Cardioprotective Effect of the Selective Sigma-1 Receptor Agonist, SA4503

Kohga Hirano, Hideaki Tagashira, Kohji Fukunaga

  We previously reported that the sigma-1 receptor is down-regulated in cardiomyocytes following heart failure in transverse aortic constriction (TAC) mice. In this review, we summarized the anti-hypertrophic action of selective sigma-1 receptor agonist, SA4503 in the hypertrophied cultured cardiomyocytes and discussed its possible mechanism of cardioprotection. Treatment with SA4503 (0.1-1 μM) dose-dependently inhibited hypertrophy in cultured cardiomyocytes induced by angiotensin II (Ang II). We also found that α1 receptor stimulation by phenylephrine (PE) promotes ATP production through IP3 receptor-mediated Ca(2+) mobilization into mitochondria in cultured cardiomyocytes. Interestingly, the PE-induced ATP production was impaired after Ang II-induced hypertrophy and SA4503 treatment largely restored PE-induced ATP production. The impaired PE-induced ATP production was associated with reduced mitochondrial size. The SA4503 treatment completely restored mitochondrial size concomitant with restored ATP production.

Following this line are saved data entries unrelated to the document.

use super::*;
use crate::shader::fragment::{IdentityFragment, default_fragment, fragment_fn};

fn size(w: u32, h: u32) -> TextureSize {
    TextureSize::new(w, h).unwrap()
}

#[test]
fn identity_field_is_all_zero() {
    let probe = PointerProbe::default();
    let field = evaluate_field(&IdentityFragment, size(100, 50), &probe, false).unwrap();
    assert_eq!(field.vectors().len(), 100 * 50);
    assert!(field.vectors().iter().all(|v| *v == Vec2::ZERO));
    assert_eq!(field.max_magnitude(), 0.0);
    assert_eq!(field.scale_factor(), 0.0);
    assert!(!field.pointer_read());
}

#[test]
fn identity_field_is_exactly_zero_at_odd_sizes() {
    // (x / w) * w != x in f64 for pairs such as 15/22 and 7/25.
    let probe = PointerProbe::default();
    for (w, h) in [(22, 25), (23, 26), (97, 3)] {
        let field = evaluate_field(&IdentityFragment, size(w, h), &probe, false).unwrap();
        assert_eq!(field.max_magnitude(), 0.0, "{w}x{h}");
    }
}

#[test]
fn constant_shift_reports_pixel_units() {
    let probe = PointerProbe::default();
    let shift = fragment_fn(|uv, _p| Point::new(uv.x + 0.1, uv.y - 0.25));
    let field = evaluate_field(&shift, size(20, 8), &probe, false).unwrap();
    let v = field.get(3, 5).unwrap();
    assert!((v.x - 2.0).abs() < 1e-9);
    assert!((v.y + 2.0).abs() < 1e-9);
    assert!((field.max_magnitude() - 2.0).abs() < 1e-9);
    assert!((field.scale_factor() - 1.0).abs() < 1e-9);
    assert_eq!(field.get(20, 0), None);
}

#[test]
fn center_pixel_of_default_lens_has_no_displacement() {
    let probe = PointerProbe::default();
    let field = evaluate_field(&default_fragment, size(10, 10), &probe, false).unwrap();
    let v = field.get(5, 5).unwrap();
    assert!(v.x.abs() < 1e-9 && v.y.abs() < 1e-9);
    assert!(field.max_magnitude() > 0.0);
}

#[test]
fn parallel_matches_sequential() {
    let probe = PointerProbe::new(Point::new(0.7, 0.2));
    let follow = fragment_fn(|uv, p| {
        Point::new(uv.x + (p.x() - 0.5) * uv.y, uv.y + (p.y() - 0.5) * uv.x)
    });
    let a = evaluate_field(&follow, size(33, 17), &probe, false).unwrap();
    let b = evaluate_field(&follow, size(33, 17), &probe, true).unwrap();
    assert_eq!(a.vectors(), b.vectors());
    assert_eq!(a.max_magnitude(), b.max_magnitude());
    assert!(a.pointer_read() && b.pointer_read());
}

#[test]
fn pointer_read_is_reset_per_evaluation() {
    let probe = PointerProbe::default();
    let reads = fragment_fn(|uv, p| Point::new(uv.x + p.x() * 0.0, uv.y));
    assert!(evaluate_field(&reads, size(4, 4), &probe, false).unwrap().pointer_read());
    assert!(!evaluate_field(&IdentityFragment, size(4, 4), &probe, false).unwrap().pointer_read());
}

#[test]
fn non_finite_output_is_an_error() {
    let probe = PointerProbe::default();
    let bad = fragment_fn(|uv, _p| Point::new(uv.x / 0.0, uv.y));
    let err = evaluate_field(&bad, size(4, 4), &probe, false).unwrap_err();
    assert!(matches!(err, GlassError::Evaluation(_)));
}

#[test]
fn zero_grid_is_rejected() {
    let probe = PointerProbe::default();
    let grid = TextureSize {
        width: 0,
        height: 3,
    };
    assert!(evaluate_field(&IdentityFragment, grid, &probe, false).is_err());
}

These effects were blocked by sigma-1 receptor antagonist, NE-100 and sigma-1 receptor siRNA. We also confirmed that chronic SA4503 administration also significantly attenuates myocardial hypertrophy and restores ATP production in transverse aortic constriction mice. Taken together, sigma-1 receptor stimulation with selective agonist SA4503 ameliorates cardiac hypertrophy and dysfunction by restoring both mitochondrial Ca(2+) mobilization and ATP production via sigma-1 receptor stimulation. Sigma-1 receptor stimulation represents a new therapeutic strategy to rescue heart from hypertrophic dysfunction in heart failure.